How to prompt user for string and display it again in Assembly Language Programming
Enter a string (max 20 char.)
012345678901234567890
Weird that when asking for an input of at most 20 characters you could receive 21 characters!
1 mov ah, 0Ah 2 lea dx, myBStr ;Load address of string 3 int 21h 4 mov ah, 9h ; show message of entered string 5 int 21h 6 lea dx, message2 ;load second message to dx 7 mov ah, 9h ;show this message 8 int 21h 9 mov ah, 0Ah 10 lea dx, myBStr ;Load address of string 11 int 21h
Lines 4 and 5 are out of place. You need this code after displaying the 2nd message.
Lines 9, 10, and 11 currently re-input the string, when in fact you want to display it.
lea dx, myBStr ;Load address of INPUT STRUCTURE
mov ah, 0Ah ;Buffered input
int 21h
lea dx, message2 ;Load second message
mov ah, 09h ;Show this message
int 21h
lea dx, myBStr + 2 ;Load address of string
mov ah, 09h ;Show entered string
int 21h
The string starts at the 3rd byte of the input structure. That's why you need to write lea dx, myBStr + 2.
message2 db "The string you entered is: " , 13, 10, 'S'
The 'S' at the end serves no real purpose. Let's agree it's a typo and write:
message2 db "The string you entered is: " , 13, 10, '$'
Since you want to be able to get a 20-character string, you'll need to setup the input structure for the DOS.BufferedInput function 0Ah differently:
myBStr db 21, 0, 21 dup(0)
The 1st byte (21) tells DOS that the storage space (21 dup(0)) has room for 20 characters and 1 mandatory carriage return CR.
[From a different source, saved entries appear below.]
use crate::domain::order::{self, OrderQuery};
use serde::{Deserialize, Serialize};
use time::OffsetDateTime;

#[derive(Debug, Default, Deserialize)]
pub struct OrdersParams {
    pub user_id: Option<String>,
    pub page: Option<u32>,
    pub limit: Option<u32>,
    pub status: Option<String>,
    pub archived: Option<bool>,
    pub abandoned: Option<bool>,
    pub deleted: Option<bool>,
    pub search: Option<String>,
    pub product: Option<String>,
    #[serde(rename = "deliveryCompany")]
    pub delivery_company: Option<String>,
}

impl OrdersParams {
    #[must_use]
    pub fn to_query(&self) -> OrderQuery {
        let defaults = OrderQuery::default();
        OrderQuery {
            page: self.page.filter(|p| *p > 0).unwrap_or(defaults.page),
            limit: self.limit.filter(|l| *l > 0).unwrap_or(defaults.limit),
            status: self.status.clone(),
            archived: self.archived,
            abandoned: self.abandoned,
            deleted: self.deleted,
            search: self.search.clone(),
            product: self.product.clone(),
            delivery_company: self.delivery_company.clone(),
        }
    }
}

#[derive(Debug, Serialize, Deserialize)]
pub struct Customer {
    pub name: String,
    pub address: String,
    pub note: String,
    pub email: String,
    pub phone: String,
    pub city: String,
}

#[derive(Debug, Serialize, Deserialize)]
pub struct Order {
    pub id: String,
    pub customer: Customer,
    pub status: String,
    #[serde(with = "time::serde::rfc3339")]
    pub created_at: OffsetDateTime,
}

impl From<order::Order> for Order {
    fn from(order: order::Order) -> Self {
        let c = order.customer;
        Self {
            id: order.id,
            customer: Customer {
                name: c.name,
                address: c.address,
                note: c.note,
                email: c.email,
                phone: c.phone,
                city: c.city,
            },
            status: order.status,
            created_at: order.created_at,
        }
    }
}
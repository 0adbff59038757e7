use crate::api::AppState;
use crate::api::schemas::oauth::{CallbackParams, LoginParams, TokenResponse, UserParams};
use crate::error::Result;
use axum::{
    Json,
    extract::{Query, State},
    http::{StatusCode, header},
    response::IntoResponse,
};

/// Starts an authorization flow and redirects the browser to the authorization server.
pub async fn login(State(state): State<AppState>, Query(params): Query<LoginParams>) -> Result<impl IntoResponse> {
    let request = state.token_service.begin_authorization(params.user_id.as_deref())?;
    tracing::debug!("Redirecting to authorization server");
    Ok((StatusCode::FOUND, [(header::LOCATION, request.url)]))
}

pub async fn callback(
    State(state): State<AppState>,
    Query(params): Query<CallbackParams>,
) -> Result<impl IntoResponse> {
    let record = state.token_service.exchange_code(params.code.as_deref(), params.state.as_deref()).await?;

    Ok(format!(
        "Authorization successful! Access Token: {}\nRefresh Token: {}",
        record.access_token, record.refresh_token
    ))
}

pub async fn refresh(State(state): State<AppState>, Query(params): Query<UserParams>) -> Result<impl IntoResponse> {
    let user_id = params.user_id.as_deref().unwrap_or_else(|| state.token_service.default_user_id());
    let record = state.token_service.refresh_token(user_id).await?;
    Ok(Json(TokenResponse::from(record)))
}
The 2nd byte (0) will be set by DOS with the number of characters that were actually entered (not including the CR). You use this byte to properly '$'-terminate the string before you output it.
mov bl, [myBStr + 1] ;Get length of string
mov bh, 0
mov byte ptr [myBStr + 2 + bx], '$' ;Replace CR with '$'
lea dx, myBStr + 2 ;Load address of string
mov ah, 09h ;Show entered string
int 21h
As prl noted, if you're going to set the SS segment register, then also set the SP register:
mov ax, stack1
mov ss, ax
mov sp, 100
Normally however you would not need to write these lines at all.
From comments
Just a minor question though, how can I keep the string printed out
Simply wait for the user to press any key before exiting to DOS.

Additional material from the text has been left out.